FeNO as a Marker of Airways Inflammation: The Possible Implications in Childhood Asthma Management
Author(s) -
M Verini,
Nicola Pietro Consilvio,
Sabrina Di Pillo,
Anna Cingolani,
Cynzia Spagnuolo,
Daniele Rapino,
Alessandra Scaparrotta,
Francesco Chiarelli
Publication year - 2010
Publication title -
journal of allergy
Language(s) - English
Resource type - Journals
SCImago Journal Rank - 0.39
H-Index - 3
eISSN - 1687-9791
pISSN - 1687-9783
DOI - 10.1155/2010/691425
Subject(s) - medicine , asthma , exacerbation , corticosteroid , randomized controlled trial , inhaled corticosteroids , asthma exacerbations
The aim of this study was to verify FeNO usefulness, as a marker of bronchial inflammation, in the assessment of therapeutic management of childhood asthma.

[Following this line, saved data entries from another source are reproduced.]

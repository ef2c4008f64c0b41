//! Protocol constants and magic numbers.
//!
//! All protocol-wide constants are defined here for easy auditing and modification.

// ═══════════════════════════════════════════════════════════════════════════════
// LEDGER CONSTANTS
// ═══════════════════════════════════════════════════════════════════════════════

/// Basis points divisor (10000 = 100%)
pub const BPS_DIVISOR: u64 = 10_000;

/// Default loan-to-value ratio - 66%
pub const DEFAULT_LTV_BPS: u64 = 6_600;

/// Maximum loan-to-value ratio - 100%
pub const MAX_LTV_BPS: u64 = BPS_DIVISOR;

/// Largest decimal count the scaler accepts (10^38 is the largest power of ten in u128)
pub const MAX_DECIMALS: u8 = 38;

// ═══════════════════════════════════════════════════════════════════════════════
// FLASH LOAN CONSTANTS
// ═══════════════════════════════════════════════════════════════════════════════

/// Flash fee numerator (fee = floor(amount * 3 / 997) + 1)
pub const FLASH_FEE_NUMERATOR: u128 = 3;

/// Flash fee denominator
pub const FLASH_FEE_DENOMINATOR: u128 = 997;

// ═══════════════════════════════════════════════════════════════════════════════
// ASSET CONSTANTS
// ═══════════════════════════════════════════════════════════════════════════════

/// Decimals of the default borrowable asset (USD stablecoin)
pub const DEFAULT_BORROW_DECIMALS: u8 = 6;

/// Decimals of the default collateral asset (wrapped ether)
pub const DEFAULT_COLLATERAL_DECIMALS: u8 = 18;

/// Decimals of the default price feed
pub const DEFAULT_PRICE_DECIMALS: u8 = 18;

// ═══════════════════════════════════════════════════════════════════════════════
// IDENTIFIER CONSTANTS
// ═══════════════════════════════════════════════════════════════════════════════

/// Length of an address in bytes
pub const ADDRESS_LENGTH: usize = 20;

/// Maximum events kept in a log before the oldest are dropped
pub const MAX_EVENT_LOG: usize = 10_000;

We performed a prospective 1-year randomized clinical trial evaluating two groups of 32 children with allergic asthma: "GINA group", in which therapy was assessed only by GINA guidelines and "FeNO group", who followed a therapeutic program assessed also on FeNO measurements. Asthma Severity score (ASs), Asthma Exacerbation Frequency (AEf), and Asthma Therapy score (ATs) were evaluated at the start of the study (T1), 6 months (T2), and 1 year after (T3). ASs and AEf significantly decreased only in the FeNO group at times T2 and T3 (p[T1-T2] = 0.0001, and p[T1-T3] = 0.01; p[T1-T2] = 0.0001; and p[T1-T3] < 0.0001, resp.). After six months of follow-up, we found a significant increase of patients under inhaled corticosteroid and/or antileukotrienes in the GINA group compared to the FeNO group (P = .02). Our data show that FeNO measurements, might be a very useful additional parameter for management of asthma, which is able to avoid unnecessary inhaled corticosteroid and antileukotrienes therapies, however, mantaining a treatment sufficient to obtain a meaningful improvement of asthma.